Your job with the data below is to output exactly the lines from the one holding "Configuration module for Slipbox" down to the one holding "pub use settings::*;", both included, and no others.

---------------

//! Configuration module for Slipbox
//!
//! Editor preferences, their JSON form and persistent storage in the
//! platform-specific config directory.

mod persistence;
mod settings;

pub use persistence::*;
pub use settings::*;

---------------

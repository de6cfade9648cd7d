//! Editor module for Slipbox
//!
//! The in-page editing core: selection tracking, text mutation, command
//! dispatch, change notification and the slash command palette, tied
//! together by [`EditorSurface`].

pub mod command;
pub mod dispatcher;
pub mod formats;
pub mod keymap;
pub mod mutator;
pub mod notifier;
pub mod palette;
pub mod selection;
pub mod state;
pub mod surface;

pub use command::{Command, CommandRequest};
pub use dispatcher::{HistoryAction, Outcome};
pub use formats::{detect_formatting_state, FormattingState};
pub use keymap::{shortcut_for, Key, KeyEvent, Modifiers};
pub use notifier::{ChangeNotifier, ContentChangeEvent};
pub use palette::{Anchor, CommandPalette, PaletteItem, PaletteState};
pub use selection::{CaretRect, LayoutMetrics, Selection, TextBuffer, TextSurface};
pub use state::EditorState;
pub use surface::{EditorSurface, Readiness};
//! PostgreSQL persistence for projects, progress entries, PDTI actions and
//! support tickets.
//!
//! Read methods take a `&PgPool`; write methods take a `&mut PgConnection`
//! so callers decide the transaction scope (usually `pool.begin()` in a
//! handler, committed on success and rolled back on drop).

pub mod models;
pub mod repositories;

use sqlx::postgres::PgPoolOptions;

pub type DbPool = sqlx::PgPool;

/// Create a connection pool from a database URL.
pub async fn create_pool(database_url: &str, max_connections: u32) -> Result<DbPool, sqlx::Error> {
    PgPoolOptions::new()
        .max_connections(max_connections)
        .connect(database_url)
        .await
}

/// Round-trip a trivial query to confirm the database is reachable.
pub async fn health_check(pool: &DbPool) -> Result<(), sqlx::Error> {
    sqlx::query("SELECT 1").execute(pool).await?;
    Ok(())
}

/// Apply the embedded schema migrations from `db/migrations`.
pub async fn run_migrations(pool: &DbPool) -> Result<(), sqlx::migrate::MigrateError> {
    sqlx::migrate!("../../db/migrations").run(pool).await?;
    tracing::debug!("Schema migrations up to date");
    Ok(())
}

---------------

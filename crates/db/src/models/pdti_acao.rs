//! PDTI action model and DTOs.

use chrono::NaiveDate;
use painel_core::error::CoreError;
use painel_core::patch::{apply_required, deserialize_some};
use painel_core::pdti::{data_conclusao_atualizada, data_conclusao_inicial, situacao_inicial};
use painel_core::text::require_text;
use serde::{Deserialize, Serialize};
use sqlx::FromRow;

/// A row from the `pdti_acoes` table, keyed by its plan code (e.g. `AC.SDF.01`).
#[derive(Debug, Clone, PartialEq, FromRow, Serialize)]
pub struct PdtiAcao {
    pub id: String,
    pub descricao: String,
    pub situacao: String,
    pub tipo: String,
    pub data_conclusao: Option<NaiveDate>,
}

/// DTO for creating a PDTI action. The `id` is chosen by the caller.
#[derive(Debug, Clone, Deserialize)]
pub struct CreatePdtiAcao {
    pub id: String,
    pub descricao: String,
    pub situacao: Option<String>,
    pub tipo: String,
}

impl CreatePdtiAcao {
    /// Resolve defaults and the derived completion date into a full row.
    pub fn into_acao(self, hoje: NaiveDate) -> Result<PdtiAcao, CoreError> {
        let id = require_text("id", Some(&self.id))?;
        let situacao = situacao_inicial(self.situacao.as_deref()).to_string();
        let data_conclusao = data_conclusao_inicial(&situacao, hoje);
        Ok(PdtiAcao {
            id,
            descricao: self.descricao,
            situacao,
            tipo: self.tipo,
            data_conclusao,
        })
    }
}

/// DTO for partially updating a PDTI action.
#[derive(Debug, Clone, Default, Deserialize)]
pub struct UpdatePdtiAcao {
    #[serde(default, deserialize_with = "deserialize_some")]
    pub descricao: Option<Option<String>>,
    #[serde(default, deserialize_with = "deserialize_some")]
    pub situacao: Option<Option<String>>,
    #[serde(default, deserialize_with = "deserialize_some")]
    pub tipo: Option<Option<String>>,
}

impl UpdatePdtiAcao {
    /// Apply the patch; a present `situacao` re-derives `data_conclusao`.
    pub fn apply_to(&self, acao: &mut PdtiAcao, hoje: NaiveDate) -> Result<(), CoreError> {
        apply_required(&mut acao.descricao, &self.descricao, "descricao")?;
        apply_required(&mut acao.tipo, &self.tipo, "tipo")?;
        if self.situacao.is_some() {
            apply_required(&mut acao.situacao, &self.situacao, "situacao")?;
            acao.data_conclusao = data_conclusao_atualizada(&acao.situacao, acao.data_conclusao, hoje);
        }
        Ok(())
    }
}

---------------

● SOLVED PROBLEM:
//! Configuration module for Slipbox
//!
//! Editor preferences, their JSON form and persistent storage in the
//! platform-specific config directory.

mod persistence;
mod settings;

pub use persistence::*;
pub use settings::*;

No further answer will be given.